### INFORMATION SUPPLIED:

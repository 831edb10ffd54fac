//-
// Copyright (c) 2026, the Maildrop authors
//
// This file is part of Maildrop.
//
// Maildrop is free software: you can redistribute it and/or modify it under
// the terms of the GNU General Public License as published by the Free
// Software Foundation, either version 3 of the License, or (at your option)
// any later version.
//
// Maildrop is distributed in the hope that it will be useful, but WITHOUT ANY
// WARRANTY; without even the implied warranty of MERCHANTABILITY or FITNESS
// FOR A PARTICULAR PURPOSE. See the GNU General Public License for more
// details.
//
// You should have received a copy of the GNU General Public License along with
// Maildrop. If not, see <http://www.gnu.org/licenses/>.

//! Support for working with a single maildir mailbox.
//!
//! A maildir stores one message per file and uses directory placement and a
//! filename suffix instead of locks or a database:
//!
//! - `new/` holds messages that have been delivered but not yet seen by any
//!   mail reader.
//!
//! - `cur/` holds messages a reader has taken responsibility for. When a
//!   message is moved out of `new/`, the suffix `:2,` (an empty flag list)
//!   is appended to its filename.
//!
//! Opening a mailbox scans the directory once: pending messages are
//! migrated from `new/` into `cur/`, then everything under `cur/` is
//! catalogued in ascending creation-time order and numbered from 0. The
//! scan produces two catalogs, one kept pristine and one that accumulates
//! deletions, which gives the POP3-style session model: `delete` only
//! tombstones in memory, `reset` restores the pristine state, and `flush`
//! makes the deletions real by unlinking files.
//!
//! Every operation returns a typed `Result` rather than emitting events;
//! callers that need notification plumbing can layer it on top.

mod defs;
mod delete; // DELE, RSET
mod fetch; // RETR
mod flush; // QUIT (UPDATE state)
mod scan;

pub use self::defs::{Maildir, MaildirConfig, ScanStatus};
//-
// Copyright (c) 2026, the Maildrop authors
//
// This file is part of Maildrop.
//
// Maildrop is free software: you can redistribute it and/or modify it under
// the terms of the GNU General Public License as published by the Free
// Software Foundation, either version 3 of the License, or (at your option)
// any later version.
//
// Maildrop is distributed in the hope that it will be useful, but WITHOUT ANY
// WARRANTY; without even the implied warranty of MERCHANTABILITY or FITNESS
// FOR A PARTICULAR PURPOSE. See the GNU General Public License for more
// details.
//
// You should have received a copy of the GNU General Public License along with
// Maildrop. If not, see <http://www.gnu.org/licenses/>.

use log::debug;

use super::defs::Maildir;
use crate::model::{FetchedMessage, Msgnum};
use crate::support::error::Error;
use crate::support::vfs::Vfs;

impl<V: Vfs> Maildir<V> {
    /// Fetch the full content of message `msgnum`.
    ///
    /// The file is re-opened and re-read on every call; nothing is cached.
    /// Exactly the number of bytes recorded at scan time is read, starting
    /// at offset 0, and the result is decoded as UTF-8 with invalid
    /// sequences replaced rather than rejected.
    pub fn fetch(&self, msgnum: Msgnum) -> Result<FetchedMessage, Error> {
        self.require_ready()?;

        let size =
            self.working.size_of(msgnum).ok_or(Error::NxMessage)?;
        let path =
            self.working.filename_of(msgnum).ok_or(Error::NxMessage)?;

        debug!(
            "{} read {} ({} bytes)",
            self.log_prefix,
            path.display(),
            size
        );
        let data = self.vfs.open_read(path, size, self.config.bufsize)?;

        Ok(FetchedMessage {
            msgnum,
            content: String::from_utf8_lossy(&data).into_owned(),
        })
    }
}
//-
// Copyright (c) 2026, the Maildrop authors
//
// This file is part of Maildrop.
//
// Maildrop is free software: you can redistribute it and/or modify it under
// the terms of the GNU General Public License as published by the Free
// Software Foundation, either version 3 of the License, or (at your option)
// any later version.
//
// Maildrop is distributed in the hope that it will be useful, but WITHOUT ANY
// WARRANTY; without even the implied warranty of MERCHANTABILITY or FITNESS
// FOR A PARTICULAR PURPOSE. See the GNU General Public License for more
// details.
//
// You should have received a copy of the GNU General Public License along with
// Maildrop. If not, see <http://www.gnu.org/licenses/>.

use std::fmt;
use std::iter;

/// A set of deleted message numbers, memory-optimised for the common case of
/// a mailbox with fewer than 64 messages.
///
/// The first 64 bits are kept in an inline `u64`; larger mailboxes spill into
/// a boxed vector of additional words, so the inline overhead relative to the
/// bare `u64` is one pointer. Message numbers are dense and assigned from 0,
/// which makes a bitset strictly better than a hash set here.
#[derive(Clone, Default)]
pub struct TombstoneSet {
    near: u64,
    far: Option<Box<Vec<u64>>>,
}

impl fmt::Debug for TombstoneSet {
    fn fmt(&self, f: &mut fmt::Formatter) -> fmt::Result {
        write!(f, "TombstoneSet")?;
        f.debug_list().entries(self.iter()).finish()
    }
}

impl PartialEq for TombstoneSet {
    fn eq(&self, other: &Self) -> bool {
        self.iter().eq(other.iter())
    }
}

impl Eq for TombstoneSet {}

impl TombstoneSet {
    /// Initialise a new, empty set.
    pub fn new() -> Self {
        Self::default()
    }

    /// Insert `val` into the set.
    ///
    /// Returns true if the element was not already present.
    pub fn insert(&mut self, val: usize) -> bool {
        let (word, mask) = self.addr_mut(val);
        let ret = 0 == (*word & mask);
        *word |= mask;
        ret
    }

    /// Return whether `val` is currently in the set.
    pub fn contains(&self, val: usize) -> bool {
        if val < 64 {
            0 != (self.near & (1 << val))
        } else {
            let ix = val / 64 - 1;
            self.far
                .as_ref()
                .and_then(|far| far.get(ix))
                .map_or(false, |&word| 0 != (word & (1 << (val % 64))))
        }
    }

    /// Remove every element from the set.
    pub fn clear(&mut self) {
        self.near = 0;
        self.far = None;
    }

    /// Return the number of elements in the set.
    pub fn len(&self) -> usize {
        self.near.count_ones() as usize
            + self.far.as_ref().map_or(0, |far| {
                far.iter().map(|w| w.count_ones() as usize).sum::<usize>()
            })
    }

    pub fn is_empty(&self) -> bool {
        0 == self.len()
    }

    /// Iterate over the elements of the set in ascending order.
    pub fn iter<'a>(&'a self) -> impl Iterator<Item = usize> + 'a {
        let far: &[u64] =
            self.far.as_ref().map(|v| v.as_slice()).unwrap_or(&[]);
        iter::once(self.near)
            .chain(far.iter().copied())
            .enumerate()
            .flat_map(|(word_ix, word)| {
                (0..64)
                    .filter(move |&bit| 0 != (word & (1 << bit)))
                    .map(move |bit| word_ix * 64 + bit)
            })
    }

    fn addr_mut(&mut self, val: usize) -> (&mut u64, u64) {
        if val < 64 {
            (&mut self.near, 1 << val)
        } else {
            let ix = val / 64 - 1;
            let far = self.far.get_or_insert_with(|| Box::new(Vec::new()));
            if far.len() <= ix {
                far.resize(ix + 1, 0);
            }

            (&mut far[ix], 1 << (val % 64))
        }
    }
}
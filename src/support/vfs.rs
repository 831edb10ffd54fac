//-
// Copyright (c) 2026, the Maildrop authors
//
// This file is part of Maildrop.
//
// Maildrop is free software: you can redistribute it and/or modify it under
// the terms of the GNU General Public License as published by the Free
// Software Foundation, either version 3 of the License, or (at your option)
// any later version.
//
// Maildrop is distributed in the hope that it will be useful, but WITHOUT ANY
// WARRANTY; without even the implied warranty of MERCHANTABILITY or FITNESS
// FOR A PARTICULAR PURPOSE. See the GNU General Public License for more
// details.
//
// You should have received a copy of the GNU General Public License along with
// Maildrop. If not, see <http://www.gnu.org/licenses/>.

//! The narrow filesystem interface the mailbox core consumes.
//!
//! `Maildir` is generic over `Vfs` (defaulting to the real filesystem) so
//! that tests can interpose failures at any point of the scan or flush
//! pipelines without scratch-directory gymnastics.

use std::ffi::OsString;
use std::fs;
use std::io;
use std::os::unix::fs::MetadataExt;
use std::path::Path;

use chrono::prelude::*;

use crate::support::file_ops;

/// Metadata for a single directory entry.
#[derive(Clone, Debug)]
pub struct EntryInfo {
    pub is_dir: bool,
    pub is_file: bool,
    /// Size in bytes. Only meaningful for regular files.
    pub size: u64,
    /// Creation time, as reported by `st_ctime`.
    pub ctime: DateTime<Utc>,
}

/// The filesystem operations the mailbox core performs.
pub trait Vfs {
    /// List the names of the entries directly under `path`.
    fn list_dir(&self, path: &Path) -> io::Result<Vec<OsString>>;
    /// Stat a single entry.
    fn stat(&self, path: &Path) -> io::Result<EntryInfo>;
    fn rename(&self, from: &Path, to: &Path) -> io::Result<()>;
    fn unlink(&self, path: &Path) -> io::Result<()>;
    /// Open `path` and read exactly `len` bytes starting at offset 0, in
    /// chunks of at most `bufsize` bytes.
    fn open_read(
        &self,
        path: &Path,
        len: u64,
        bufsize: usize,
    ) -> io::Result<Vec<u8>>;
}

/// `Vfs` implementation backed by the real filesystem.
#[derive(Clone, Copy, Debug, Default)]
pub struct SysVfs;

impl Vfs for SysVfs {
    fn list_dir(&self, path: &Path) -> io::Result<Vec<OsString>> {
        fs::read_dir(path)?
            .map(|entry| entry.map(|e| e.file_name()))
            .collect()
    }

    fn stat(&self, path: &Path) -> io::Result<EntryInfo> {
        let md = fs::metadata(path)?;
        Ok(EntryInfo {
            is_dir: md.is_dir(),
            is_file: md.is_file(),
            size: md.len(),
            ctime: ctime_of(&md),
        })
    }

    fn rename(&self, from: &Path, to: &Path) -> io::Result<()> {
        fs::rename(from, to)
    }

    fn unlink(&self, path: &Path) -> io::Result<()> {
        fs::remove_file(path)
    }

    fn open_read(
        &self,
        path: &Path,
        len: u64,
        bufsize: usize,
    ) -> io::Result<Vec<u8>> {
        let mut file = fs::File::open(path)?;
        file_ops::read_prefix(&mut file, len, bufsize)
    }
}

fn ctime_of(md: &fs::Metadata) -> DateTime<Utc> {
    // st_ctime from a real filesystem is always in chrono's representable
    // range, and st_ctime_nsec is always a valid nanosecond count.
    Utc.timestamp_opt(md.ctime(), md.ctime_nsec() as u32)
        .single()
        .expect("st_ctime out of range")
}

#[cfg(test)]
mod test {
    use super::*;

    #[test]
    fn stat_regular_file() {
        let root = tempfile::TempDir::new().unwrap();
        let path = root.path().join("f");
        fs::write(&path, b"12345").unwrap();

        let info = SysVfs.stat(&path).unwrap();
        assert!(info.is_file);
        assert!(!info.is_dir);
        assert_eq!(5, info.size);
        assert!(info.ctime > Utc.timestamp_opt(0, 0).single().unwrap());

        let info = SysVfs.stat(root.path()).unwrap();
        assert!(info.is_dir);
        assert!(!info.is_file);
    }

    #[test]
    fn list_and_unlink() {
        let root = tempfile::TempDir::new().unwrap();
        fs::write(root.path().join("a"), b"").unwrap();
        fs::write(root.path().join("b"), b"").unwrap();

        let mut names = SysVfs.list_dir(root.path()).unwrap();
        names.sort();
        assert_eq!(vec![OsString::from("a"), OsString::from("b")], names);

        SysVfs.unlink(&root.path().join("a")).unwrap();
        assert_eq!(1, SysVfs.list_dir(root.path()).unwrap().len());
        assert!(SysVfs.unlink(&root.path().join("a")).is_err());
    }

    #[test]
    fn open_read_respects_recorded_length() {
        let root = tempfile::TempDir::new().unwrap();
        let path = root.path().join("f");
        fs::write(&path, b"hello world").unwrap();

        let buf = SysVfs.open_read(&path, 5, 2).unwrap();
        assert_eq!(b"hello", &buf[..]);
    }
}
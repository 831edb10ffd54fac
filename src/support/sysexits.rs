//-
// Copyright (c) 2026, the Maildrop authors
//
// This file is part of Maildrop.
//
// Maildrop is free software: you can redistribute it and/or modify it under
// the terms of the GNU General Public License as published by the Free
// Software Foundation, either version 3 of the License, or (at your option)
// any later version.
//
// Maildrop is distributed in the hope that it will be useful, but WITHOUT ANY
// WARRANTY; without even the implied warranty of MERCHANTABILITY or FITNESS
// FOR A PARTICULAR PURPOSE. See the GNU General Public License for more
// details.
//
// You should have received a copy of the GNU General Public License along with
// Maildrop. If not, see <http://www.gnu.org/licenses/>.

//! The subset of `sysexits.h` constants the command-line driver uses.
#![allow(dead_code)]

#[derive(Clone, Copy, PartialEq, Eq, PartialOrd, Ord, Debug)]
pub struct Sysexit(pub i32);

pub const EX_DATAERR: Sysexit = Sysexit(65);
pub const EX_NOINPUT: Sysexit = Sysexit(66);
pub const EX_UNAVAILABLE: Sysexit = Sysexit(69);
pub const EX_SOFTWARE: Sysexit = Sysexit(70);
pub const EX_IOERR: Sysexit = Sysexit(74);
pub const EX_CONFIG: Sysexit = Sysexit(78);

impl Sysexit {
    pub fn exit(self) -> ! {
        std::process::exit(self.0)
    }
}
//-
// Copyright (c) 2026, the Maildrop authors
//
// This file is part of Maildrop.
//
// Maildrop is free software: you can redistribute it and/or modify it under
// the terms of the GNU General Public License as published by the Free
// Software Foundation, either version 3 of the License, or (at your option)
// any later version.
//
// Maildrop is distributed in the hope that it will be useful, but WITHOUT ANY
// WARRANTY; without even the implied warranty of MERCHANTABILITY or FITNESS
// FOR A PARTICULAR PURPOSE. See the GNU General Public License for more
// details.
//
// You should have received a copy of the GNU General Public License along with
// Maildrop. If not, see <http://www.gnu.org/licenses/>.

use std::io;

use thiserror::Error;

#[derive(Error, Debug)]
pub enum Error {
    /// The target directory contains neither `cur/` nor `new/`.
    ///
    /// Fatal to the instance; open a fresh one with a corrected path.
    #[error("Cannot find cur/ and new/; are you sure this is a maildir?")]
    NotAMaildir,
    /// A filesystem operation failed somewhere in the scan pipeline.
    ///
    /// Fatal to the instance. Renames of pending messages that were already
    /// committed are kept; a retry in a fresh instance picks up where this
    /// one stopped.
    #[error("Maildir scan failed")]
    ScanFailed(#[source] io::Error),
    /// An operation was invoked before the scan completed, or after it
    /// failed.
    #[error("Maildir has not been fully scanned yet, or the scan failed")]
    NotInitialized,
    /// `scan` was called on an instance that already scanned successfully.
    #[error("Maildir was already scanned")]
    AlreadyScanned,
    /// The message number is out of range or the message was deleted.
    #[error("Message does not exist")]
    NxMessage,
    #[error(transparent)]
    Io(#[from] io::Error),
}
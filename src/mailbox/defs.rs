//-
// Copyright (c) 2026, the Maildrop authors
//
// This file is part of Maildrop.
//
// Maildrop is free software: you can redistribute it and/or modify it under
// the terms of the GNU General Public License as published by the Free
// Software Foundation, either version 3 of the License, or (at your option)
// any later version.
//
// Maildrop is distributed in the hope that it will be useful, but WITHOUT ANY
// WARRANTY; without even the implied warranty of MERCHANTABILITY or FITNESS
// FOR A PARTICULAR PURPOSE. See the GNU General Public License for more
// details.
//
// You should have received a copy of the GNU General Public License along with
// Maildrop. If not, see <http://www.gnu.org/licenses/>.

use std::env;
use std::path::{Path, PathBuf};

use serde::{Deserialize, Serialize};

use crate::model::MessageCatalog;
use crate::support::error::Error;
use crate::support::vfs::{SysVfs, Vfs};

/// Configuration accepted when a `Maildir` is constructed.
#[derive(Clone, Debug, Deserialize, Serialize)]
pub struct MaildirConfig {
    /// Advisory buffer size for message reads.
    #[serde(default = "default_bufsize")]
    pub bufsize: usize,
    /// Staging directory for temporary files. Accepted for forward
    /// compatibility; nothing is currently written there.
    #[serde(default = "default_tmppath")]
    pub tmppath: PathBuf,
    /// Log filesystem traffic at debug level.
    #[serde(default)]
    pub debug: bool,
}

impl Default for MaildirConfig {
    fn default() -> Self {
        MaildirConfig {
            bufsize: default_bufsize(),
            tmppath: default_tmppath(),
            debug: false,
        }
    }
}

fn default_bufsize() -> usize {
    4096
}

fn default_tmppath() -> PathBuf {
    env::temp_dir()
}

/// Where a `Maildir` instance is in its lifecycle.
///
/// A mailbox is scanned exactly once. There is no transition out of
/// `Failed`; retrying requires a fresh instance.
#[derive(Clone, Copy, Debug, PartialEq, Eq)]
pub enum ScanStatus {
    /// Constructed, but `scan` has not been called yet.
    Unscanned,
    /// `scan` completed; queries and mutations are accepted.
    Ready,
    /// `scan` failed; the instance is permanently unusable.
    Failed,
}

/// A single mailbox stored in maildir format.
///
/// Two message catalogs are kept: the one produced by the scan, which is
/// never touched again, and a working copy that accumulates deletions. All
/// queries and mutations operate on the working copy; `reset` throws the
/// working copy away and starts over from the scanned one.
pub struct Maildir<V = SysVfs> {
    pub(super) log_prefix: String,
    pub(super) root: PathBuf,
    pub(super) config: MaildirConfig,
    pub(super) vfs: V,
    pub(super) status: ScanStatus,
    /// The catalog produced by the scan. Never mutated afterwards.
    pub(super) original: MessageCatalog,
    /// The catalog deletions are applied to.
    pub(super) working: MessageCatalog,
}

impl Maildir {
    /// Bind a new, unscanned mailbox to `root`.
    pub fn new(root: impl Into<PathBuf>, config: MaildirConfig) -> Self {
        Self::with_vfs(root, config, SysVfs)
    }

    /// Bind a mailbox to `root` and scan it immediately.
    pub fn open(
        root: impl Into<PathBuf>,
        config: MaildirConfig,
    ) -> Result<Self, Error> {
        let mut this = Self::new(root, config);
        this.scan()?;
        Ok(this)
    }
}

impl<V: Vfs> Maildir<V> {
    /// Bind a new, unscanned mailbox to `root`, performing all filesystem
    /// access through `vfs`.
    pub fn with_vfs(
        root: impl Into<PathBuf>,
        config: MaildirConfig,
        vfs: V,
    ) -> Self {
        let root = root.into();
        let log_prefix = format!("maildir:{}", root.display());

        Maildir {
            log_prefix,
            root,
            config,
            vfs,
            status: ScanStatus::Unscanned,
            original: MessageCatalog::default(),
            working: MessageCatalog::default(),
        }
    }

    /// Return the mailbox root path.
    pub fn root(&self) -> &Path {
        &self.root
    }

    pub fn status(&self) -> ScanStatus {
        self.status
    }

    /// Return the prefix used for log messages regarding this mailbox.
    pub fn log_prefix(&self) -> &str {
        &self.log_prefix
    }

    /// The number of messages the mailbox was scanned with, tombstoned ones
    /// included.
    pub fn count(&self) -> Result<usize, Error> {
        self.require_ready()?;
        Ok(self.working.count())
    }

    /// The catalog deletions have been applied to.
    pub fn working_catalog(&self) -> Result<&MessageCatalog, Error> {
        self.require_ready()?;
        Ok(&self.working)
    }

    /// The catalog as produced by the scan, unaffected by any deletion.
    pub fn original_catalog(&self) -> Result<&MessageCatalog, Error> {
        self.require_ready()?;
        Ok(&self.original)
    }

    pub(super) fn require_ready(&self) -> Result<(), Error> {
        if ScanStatus::Ready == self.status {
            Ok(())
        } else {
            Err(Error::NotInitialized)
        }
    }
}
//-
// Copyright (c) 2026, the Maildrop authors
//
// This file is part of Maildrop.
//
// Maildrop is free software: you can redistribute it and/or modify it under
// the terms of the GNU General Public License as published by the Free
// Software Foundation, either version 3 of the License, or (at your option)
// any later version.
//
// Maildrop is distributed in the hope that it will be useful, but WITHOUT ANY
// WARRANTY; without even the implied warranty of MERCHANTABILITY or FITNESS
// FOR A PARTICULAR PURPOSE. See the GNU General Public License for more
// details.
//
// You should have received a copy of the GNU General Public License along with
// Maildrop. If not, see <http://www.gnu.org/licenses/>.

use std::path::Path;

use log::{debug, error, warn};

use super::defs::Maildir;
use crate::support::error::Error;
use crate::support::file_ops::IgnoreKinds;
use crate::support::vfs::Vfs;

impl<V: Vfs> Maildir<V> {
    /// Persist pending deletions by unlinking the file behind every
    /// tombstoned message number, in ascending order.
    ///
    /// The first unlink failure halts the pass; files after it stay on disk
    /// and every tombstone stays in memory, so retrying `flush` continues
    /// where the failed pass stopped. Files that are already gone are
    /// treated as successfully deleted, which makes such a retry (and a
    /// repeated flush generally) idempotent.
    ///
    /// `export` names an mbox-style destination for the surviving messages.
    /// It is accepted for compatibility with the historical API but not
    /// written to; single-file mailbox formats are out of scope, and only
    /// the deletion side effect is guaranteed.
    pub fn flush(&self, export: Option<&Path>) -> Result<(), Error> {
        self.require_ready()?;

        if let Some(export) = export {
            warn!(
                "{} export to {} requested; only deletions are applied",
                self.log_prefix,
                export.display()
            );
        }

        for msgnum in self.working.deleted_msgnums() {
            if let Some(path) = self.working.filename_of(msgnum) {
                debug!("{} unlink {}", self.log_prefix, path.display());
                if let Err(e) = self.vfs.unlink(path).ignore_not_found() {
                    error!(
                        "{} failed to unlink {}: {}",
                        self.log_prefix,
                        path.display(),
                        e
                    );
                    return Err(e.into());
                }
            }
        }

        Ok(())
    }
}

#[cfg(test)]
mod test {
    use std::cell::Cell;
    use std::ffi::OsString;
    use std::io;
    use std::path::{Path, PathBuf};
    use std::rc::Rc;

    use super::super::test_prelude::*;
    use crate::support::vfs::{EntryInfo, SysVfs, Vfs};

    #[test]
    fn flush_removes_exactly_tombstoned_files() {
        let setup = set_up();
        setup.deliver_cur("a", b"body a");
        setup.deliver_cur("b", b"body b");
        setup.deliver_cur("c", b"body c");

        let mut mailbox = setup.open();
        mailbox.delete(Msgnum(1)).unwrap();
        mailbox.flush(None).unwrap();

        let cur = setup.root.path().join("cur");
        assert!(cur.join("a").is_file());
        assert!(!cur.join("b").exists());
        assert!(cur.join("c").is_file());

        // Survivors remain fetchable afterwards
        assert_eq!("body a", mailbox.fetch(Msgnum(0)).unwrap().content);
        assert_eq!("body c", mailbox.fetch(Msgnum(2)).unwrap().content);
        // The tombstone stays in memory
        assert_matches!(Err(Error::NxMessage), mailbox.fetch(Msgnum(1)));
    }

    #[test]
    fn flush_without_deletions_touches_nothing() {
        let setup = set_up();
        setup.deliver_cur("a", b"body");

        let mailbox = setup.open();
        mailbox.flush(None).unwrap();
        assert!(setup.root.path().join("cur").join("a").is_file());
    }

    #[test]
    fn repeated_flush_is_idempotent() {
        let setup = set_up();
        setup.deliver_cur("a", b"body a");
        setup.deliver_cur("b", b"body b");

        let mut mailbox = setup.open();
        mailbox.delete(Msgnum(0)).unwrap();
        mailbox.flush(None).unwrap();
        // The file behind the tombstone is already gone; flushing again
        // must still succeed.
        mailbox.flush(None).unwrap();
        assert!(setup.root.path().join("cur").join("b").is_file());
    }

    #[test]
    fn export_target_is_accepted_but_not_written() {
        let setup = set_up();
        setup.deliver_cur("a", b"body");

        let mut mailbox = setup.open();
        mailbox.delete(Msgnum(0)).unwrap();
        let export = setup.root.path().join("outbox.mbox");
        mailbox.flush(Some(&export)).unwrap();
        assert!(!export.exists());
        assert!(!setup.root.path().join("cur").join("a").exists());
    }

    /// Delegates to the real filesystem, but fails unlinks of one path
    /// while the shared flag is set.
    struct FlakyUnlink {
        fail_path: PathBuf,
        failing: Rc<Cell<bool>>,
    }

    impl Vfs for FlakyUnlink {
        fn list_dir(&self, path: &Path) -> io::Result<Vec<OsString>> {
            SysVfs.list_dir(path)
        }

        fn stat(&self, path: &Path) -> io::Result<EntryInfo> {
            SysVfs.stat(path)
        }

        fn rename(&self, from: &Path, to: &Path) -> io::Result<()> {
            SysVfs.rename(from, to)
        }

        fn unlink(&self, path: &Path) -> io::Result<()> {
            if self.failing.get() && self.fail_path == path {
                Err(io::Error::new(
                    io::ErrorKind::PermissionDenied,
                    "unlink refused",
                ))
            } else {
                SysVfs.unlink(path)
            }
        }

        fn open_read(
            &self,
            path: &Path,
            len: u64,
            bufsize: usize,
        ) -> io::Result<Vec<u8>> {
            SysVfs.open_read(path, len, bufsize)
        }
    }

    #[test]
    fn flush_halts_at_first_failure_and_can_be_retried() {
        let setup = set_up();
        setup.deliver_cur("a", b"body a");
        setup.deliver_cur("b", b"body b");
        setup.deliver_cur("c", b"body c");

        let cur = setup.root.path().join("cur");
        let failing = Rc::new(Cell::new(true));
        let vfs = FlakyUnlink {
            fail_path: cur.join("b"),
            failing: Rc::clone(&failing),
        };

        let mut mailbox = Maildir::with_vfs(
            setup.root.path(),
            MaildirConfig::default(),
            vfs,
        );
        mailbox.scan().unwrap();
        mailbox.delete(Msgnum(0)).unwrap();
        mailbox.delete(Msgnum(1)).unwrap();
        mailbox.delete(Msgnum(2)).unwrap();

        assert_matches!(Err(Error::Io(..)), mailbox.flush(None));
        // Ascending order: a was unlinked, the failure stopped before c
        assert!(!cur.join("a").exists());
        assert!(cur.join("b").is_file());
        assert!(cur.join("c").is_file());
        // Tombstones survive the failure
        assert_eq!(
            3,
            mailbox
                .working_catalog()
                .unwrap()
                .deleted_msgnums()
                .count()
        );

        failing.set(false);
        mailbox.flush(None).unwrap();
        assert!(!cur.join("b").exists());
        assert!(!cur.join("c").exists());
    }
}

### WHAT YOU WILL DO:
Copy the lines above exactly, beginning at the line that has "retry (and a" and stopping after the line that has "scope, and only", and omit the rest.

### RESPONSE TO THE EXERCISE:
    /// treated as successfully deleted, which makes such a retry (and a
    /// repeated flush generally) idempotent.
    ///
    /// `export` names an mbox-style destination for the surviving messages.
    /// It is accepted for compatibility with the historical API but not
    /// written to; single-file mailbox formats are out of scope, and only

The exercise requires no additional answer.